Source data:
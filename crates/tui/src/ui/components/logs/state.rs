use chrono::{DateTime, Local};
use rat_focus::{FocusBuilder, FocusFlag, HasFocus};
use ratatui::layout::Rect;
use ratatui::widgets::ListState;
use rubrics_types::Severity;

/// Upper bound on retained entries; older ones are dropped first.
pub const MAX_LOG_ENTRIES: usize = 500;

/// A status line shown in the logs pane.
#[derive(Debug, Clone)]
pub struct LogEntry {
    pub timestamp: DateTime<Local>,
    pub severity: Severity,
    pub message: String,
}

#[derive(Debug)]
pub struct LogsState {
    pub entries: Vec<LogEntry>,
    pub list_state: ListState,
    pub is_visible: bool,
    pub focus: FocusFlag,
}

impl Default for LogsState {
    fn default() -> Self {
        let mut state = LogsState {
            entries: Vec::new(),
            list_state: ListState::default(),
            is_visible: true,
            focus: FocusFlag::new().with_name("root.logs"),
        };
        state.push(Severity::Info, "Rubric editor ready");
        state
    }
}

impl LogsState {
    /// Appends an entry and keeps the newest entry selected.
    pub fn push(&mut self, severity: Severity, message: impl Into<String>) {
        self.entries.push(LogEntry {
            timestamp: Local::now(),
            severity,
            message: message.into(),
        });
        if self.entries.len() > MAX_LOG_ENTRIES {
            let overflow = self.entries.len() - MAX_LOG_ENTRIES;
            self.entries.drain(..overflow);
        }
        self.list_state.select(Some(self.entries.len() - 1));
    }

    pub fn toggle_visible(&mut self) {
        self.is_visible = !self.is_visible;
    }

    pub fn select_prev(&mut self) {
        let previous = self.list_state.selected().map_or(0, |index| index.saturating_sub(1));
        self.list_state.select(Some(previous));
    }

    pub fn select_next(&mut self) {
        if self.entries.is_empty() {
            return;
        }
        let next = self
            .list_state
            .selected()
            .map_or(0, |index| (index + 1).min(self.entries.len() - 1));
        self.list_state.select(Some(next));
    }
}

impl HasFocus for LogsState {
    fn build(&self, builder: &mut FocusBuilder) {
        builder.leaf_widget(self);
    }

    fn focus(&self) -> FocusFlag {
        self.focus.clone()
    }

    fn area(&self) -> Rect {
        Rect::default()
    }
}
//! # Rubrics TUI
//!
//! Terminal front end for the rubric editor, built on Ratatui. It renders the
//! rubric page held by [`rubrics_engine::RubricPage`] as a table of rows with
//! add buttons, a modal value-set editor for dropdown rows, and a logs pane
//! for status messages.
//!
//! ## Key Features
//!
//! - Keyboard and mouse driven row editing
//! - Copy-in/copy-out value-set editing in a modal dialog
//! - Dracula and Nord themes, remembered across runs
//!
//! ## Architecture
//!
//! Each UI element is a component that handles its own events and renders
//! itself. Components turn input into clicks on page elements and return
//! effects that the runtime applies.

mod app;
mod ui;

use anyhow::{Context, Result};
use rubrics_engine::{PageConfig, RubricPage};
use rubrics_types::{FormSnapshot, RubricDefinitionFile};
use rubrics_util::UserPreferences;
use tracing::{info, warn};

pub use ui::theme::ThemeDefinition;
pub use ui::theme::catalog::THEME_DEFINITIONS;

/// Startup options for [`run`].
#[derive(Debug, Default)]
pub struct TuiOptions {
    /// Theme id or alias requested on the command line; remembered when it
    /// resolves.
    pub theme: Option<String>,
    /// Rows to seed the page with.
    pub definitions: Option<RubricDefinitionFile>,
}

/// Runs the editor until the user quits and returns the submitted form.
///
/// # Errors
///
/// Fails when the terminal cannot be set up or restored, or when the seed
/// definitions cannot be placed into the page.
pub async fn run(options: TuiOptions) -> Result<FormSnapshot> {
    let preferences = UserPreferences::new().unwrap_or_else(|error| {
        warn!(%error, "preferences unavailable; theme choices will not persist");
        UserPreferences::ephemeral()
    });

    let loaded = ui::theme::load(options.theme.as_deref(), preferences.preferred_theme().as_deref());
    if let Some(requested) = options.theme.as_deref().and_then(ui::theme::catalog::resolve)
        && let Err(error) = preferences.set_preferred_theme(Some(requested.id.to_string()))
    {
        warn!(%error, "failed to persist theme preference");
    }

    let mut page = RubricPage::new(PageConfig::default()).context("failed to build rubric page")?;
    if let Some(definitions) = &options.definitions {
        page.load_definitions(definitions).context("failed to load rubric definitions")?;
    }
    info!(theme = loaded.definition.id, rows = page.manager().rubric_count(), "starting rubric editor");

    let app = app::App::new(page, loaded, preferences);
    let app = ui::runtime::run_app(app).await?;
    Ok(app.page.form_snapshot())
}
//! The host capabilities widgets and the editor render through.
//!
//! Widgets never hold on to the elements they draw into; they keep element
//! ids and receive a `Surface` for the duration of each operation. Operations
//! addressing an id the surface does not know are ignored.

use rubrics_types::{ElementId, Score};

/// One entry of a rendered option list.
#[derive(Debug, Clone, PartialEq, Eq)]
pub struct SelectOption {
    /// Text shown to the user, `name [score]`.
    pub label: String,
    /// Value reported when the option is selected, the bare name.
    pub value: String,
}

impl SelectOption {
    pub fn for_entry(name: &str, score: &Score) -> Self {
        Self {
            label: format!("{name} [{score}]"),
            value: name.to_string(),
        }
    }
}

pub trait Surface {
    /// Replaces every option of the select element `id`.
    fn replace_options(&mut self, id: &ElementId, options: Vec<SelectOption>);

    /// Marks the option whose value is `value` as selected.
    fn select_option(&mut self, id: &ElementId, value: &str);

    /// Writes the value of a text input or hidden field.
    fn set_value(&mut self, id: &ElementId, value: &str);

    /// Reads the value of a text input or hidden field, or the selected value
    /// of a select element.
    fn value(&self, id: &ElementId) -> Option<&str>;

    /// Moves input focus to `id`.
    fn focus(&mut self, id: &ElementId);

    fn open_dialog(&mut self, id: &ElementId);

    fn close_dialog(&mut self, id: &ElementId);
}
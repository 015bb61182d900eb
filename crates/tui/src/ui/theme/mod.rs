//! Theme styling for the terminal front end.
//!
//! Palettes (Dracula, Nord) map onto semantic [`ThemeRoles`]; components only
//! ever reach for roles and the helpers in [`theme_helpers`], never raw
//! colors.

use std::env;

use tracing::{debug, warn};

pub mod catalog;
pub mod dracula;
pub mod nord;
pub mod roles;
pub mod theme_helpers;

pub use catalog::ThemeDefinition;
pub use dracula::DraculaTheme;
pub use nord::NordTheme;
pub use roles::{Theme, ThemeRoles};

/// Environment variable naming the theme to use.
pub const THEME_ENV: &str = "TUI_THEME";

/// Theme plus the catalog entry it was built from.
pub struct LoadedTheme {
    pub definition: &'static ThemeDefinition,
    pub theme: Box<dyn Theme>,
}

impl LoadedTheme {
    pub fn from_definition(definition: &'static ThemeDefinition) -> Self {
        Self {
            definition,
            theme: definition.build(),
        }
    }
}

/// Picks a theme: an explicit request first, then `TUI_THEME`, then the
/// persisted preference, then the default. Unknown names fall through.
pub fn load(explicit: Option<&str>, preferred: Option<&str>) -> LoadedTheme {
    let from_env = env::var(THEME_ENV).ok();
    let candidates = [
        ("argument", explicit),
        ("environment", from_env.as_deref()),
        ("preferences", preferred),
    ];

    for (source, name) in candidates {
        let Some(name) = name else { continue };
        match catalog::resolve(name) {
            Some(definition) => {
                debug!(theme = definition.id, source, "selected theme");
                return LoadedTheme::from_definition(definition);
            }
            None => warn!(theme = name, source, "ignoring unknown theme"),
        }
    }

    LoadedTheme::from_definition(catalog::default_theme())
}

Task objective: Set down each record again, exactly as written.

Output of the task:
filename crates/tui/src/ui/components/logs/state.rs
use chrono::{DateTime, Local};
use rat_focus::{FocusBuilder, FocusFlag, HasFocus};
use ratatui::layout::Rect;
use ratatui::widgets::ListState;
use rubrics_types::Severity;

/// Upper bound on retained entries; older ones are dropped first.
pub const MAX_LOG_ENTRIES: usize = 500;

/// A status line shown in the logs pane.
#[derive(Debug, Clone)]
pub struct LogEntry {
    pub timestamp: DateTime<Local>,
    pub severity: Severity,
    pub message: String,
}

#[derive(Debug)]
pub struct LogsState {
    pub entries: Vec<LogEntry>,
    pub list_state: ListState,
    pub is_visible: bool,
    pub focus: FocusFlag,
}

impl Default for LogsState {
    fn default() -> Self {
        let mut state = LogsState {
            entries: Vec::new(),
            list_state: ListState::default(),
            is_visible: true,
            focus: FocusFlag::new().with_name("root.logs"),
        };
        state.push(Severity::Info, "Rubric editor ready");
        state
    }
}

impl LogsState {
    /// Appends an entry and keeps the newest entry selected.
    pub fn push(&mut self, severity: Severity, message: impl Into<String>) {
        self.entries.push(LogEntry {
            timestamp: Local::now(),
            severity,
            message: message.into(),
        });
        if self.entries.len() > MAX_LOG_ENTRIES {
            let overflow = self.entries.len() - MAX_LOG_ENTRIES;
            self.entries.drain(..overflow);
        }
        self.list_state.select(Some(self.entries.len() - 1));
    }

    pub fn toggle_visible(&mut self) {
        self.is_visible = !self.is_visible;
    }

    pub fn select_prev(&mut self) {
        let previous = self.list_state.selected().map_or(0, |index| index.saturating_sub(1));
        self.list_state.select(Some(previous));
    }

    pub fn select_next(&mut self) {
        if self.entries.is_empty() {
            return;
        }
        let next = self
            .list_state
            .selected()
            .map_or(0, |index| (index + 1).min(self.entries.len() - 1));
        self.list_state.select(Some(next));
    }
}

impl HasFocus for LogsState {
    fn build(&self, builder: &mut FocusBuilder) {
        builder.leaf_widget(self);
    }

    fn focus(&self) -> FocusFlag {
        self.focus.clone()
    }

    fn area(&self) -> Rect {
        Rect::default()
    }
}
//! # Rubrics TUI
//!
//! Terminal front end for the rubric editor, built on Ratatui. It renders the
//! rubric page held by [`rubrics_engine::RubricPage`] as a table of rows with
//! add buttons, a modal value-set editor for dropdown rows, and a logs pane
//! for status messages.
//!
//! ## Key Features
//!
//! - Keyboard and mouse driven row editing
//! - Copy-in/copy-out value-set editing in a modal dialog
//! - Dracula and Nord themes, remembered across runs
//!
//! ## Architecture
//!
//! Each UI element is a component that handles its own events and renders
//! itself. Components turn input into clicks on page elements and return
//! effects that the runtime applies.

mod app;
mod ui;

use anyhow::{Context, Result};
use rubrics_engine::{PageConfig, RubricPage};
use rubrics_types::{FormSnapshot, RubricDefinitionFile};
use rubrics_util::UserPreferences;
use tracing::{info, warn};

pub use ui::theme::ThemeDefinition;
pub use ui::theme::catalog::THEME_DEFINITIONS;

/// Startup options for [`run`].
#[derive(Debug, Default)]
pub struct TuiOptions {
    /// Theme id or alias requested on the command line; remembered when it
    /// resolves.
    pub theme: Option<String>,
    /// Rows to seed the page with.
    pub definitions: Option<RubricDefinitionFile>,
}

/// Runs the editor until the user quits and returns the submitted form.
///
/// # Errors
///
/// Fails when the terminal cannot be set up or restored, or when the seed
/// definitions cannot be placed into the page.
pub async fn run(options: TuiOptions) -> Result<FormSnapshot> {
    let preferences = UserPreferences::new().unwrap_or_else(|error| {
        warn!(%error, "preferences unavailable; theme choices will not persist");
        UserPreferences::ephemeral()
    });

    let loaded = ui::theme::load(options.theme.as_deref(), preferences.preferred_theme().as_deref());
    if let Some(requested) = options.theme.as_deref().and_then(ui::theme::catalog::resolve)
        && let Err(error) = preferences.set_preferred_theme(Some(requested.id.to_string()))
    {
        warn!(%error, "failed to persist theme preference");
    }

    let mut page = RubricPage::new(PageConfig::default()).context("failed to build rubric page")?;
    if let Some(definitions) = &options.definitions {
        page.load_definitions(definitions).context("failed to load rubric definitions")?;
    }
    info!(theme = loaded.definition.id, rows = page.manager().rubric_count(), "starting rubric editor");

    let app = app::App::new(page, loaded, preferences);
    let app = ui::runtime::run_app(app).await?;
    Ok(app.page.form_snapshot())
}
//! The host capabilities widgets and the editor render through.
//!
//! Widgets never hold on to the elements they draw into; they keep element
//! ids and receive a `Surface` for the duration of each operation. Operations
//! addressing an id the surface does not know are ignored.

use rubrics_types::{ElementId, Score};

/// One entry of a rendered option list.
#[derive(Debug, Clone, PartialEq, Eq)]
pub struct SelectOption {
    /// Text shown to the user, `name [score]`.
    pub label: String,
    /// Value reported when the option is selected, the bare name.
    pub value: String,
}

impl SelectOption {
    pub fn for_entry(name: &str, score: &Score) -> Self {
        Self {
            label: format!("{name} [{score}]"),
            value: name.to_string(),
        }
    }
}

pub trait Surface {
    /// Replaces every option of the select element `id`.
    fn replace_options(&mut self, id: &ElementId, options: Vec<SelectOption>);

    /// Marks the option whose value is `value` as selected.
    fn select_option(&mut self, id: &ElementId, value: &str);

    /// Writes the value of a text input or hidden field.
    fn set_value(&mut self, id: &ElementId, value: &str);

    /// Reads the value of a text input or hidden field, or the selected value
    /// of a select element.
    fn value(&self, id: &ElementId) -> Option<&str>;

    /// Moves input focus to `id`.
    fn focus(&mut self, id: &ElementId);

    fn open_dialog(&mut self, id: &ElementId);

    fn close_dialog(&mut self, id: &ElementId);
}
repository 015bb61182d900eb
filename crates/tui/src/ui/theme/mod.rs
//! Theme styling for the terminal front end.
//!
//! Palettes (Dracula, Nord) map onto semantic [`ThemeRoles`]; components only
//! ever reach for roles and the helpers in [`theme_helpers`], never raw
//! colors.

use std::env;

use tracing::{debug, warn};

pub mod catalog;
pub mod dracula;
pub mod nord;
pub mod roles;
pub mod theme_helpers;

pub use catalog::ThemeDefinition;
pub use dracula::DraculaTheme;
pub use nord::NordTheme;
pub use roles::{Theme, ThemeRoles};

/// Environment variable naming the theme to use.
pub const THEME_ENV: &str = "TUI_THEME";

/// Theme plus the catalog entry it was built from.
pub struct LoadedTheme {
    pub definition: &'static ThemeDefinition,
    pub theme: Box<dyn Theme>,
}

impl LoadedTheme {
    pub fn from_definition(definition: &'static ThemeDefinition) -> Self {
        Self {
            definition,
            theme: definition.build(),
        }
    }
}

/// Picks a theme: an explicit request first, then `TUI_THEME`, then the
/// persisted preference, then the default. Unknown names fall through.
pub fn load(explicit: Option<&str>, preferred: Option<&str>) -> LoadedTheme {
    let from_env = env::var(THEME_ENV).ok();
    let candidates = [
        ("argument", explicit),
        ("environment", from_env.as_deref()),
        ("preferences", preferred),
    ];

    for (source, name) in candidates {
        let Some(name) = name else { continue };
        match catalog::resolve(name) {
            Some(definition) => {
                debug!(theme = definition.id, source, "selected theme");
                return LoadedTheme::from_definition(definition);
            }
            None => warn!(theme = name, source, "ignoring unknown theme"),
        }
    }

    LoadedTheme::from_definition(catalog::default_theme())
}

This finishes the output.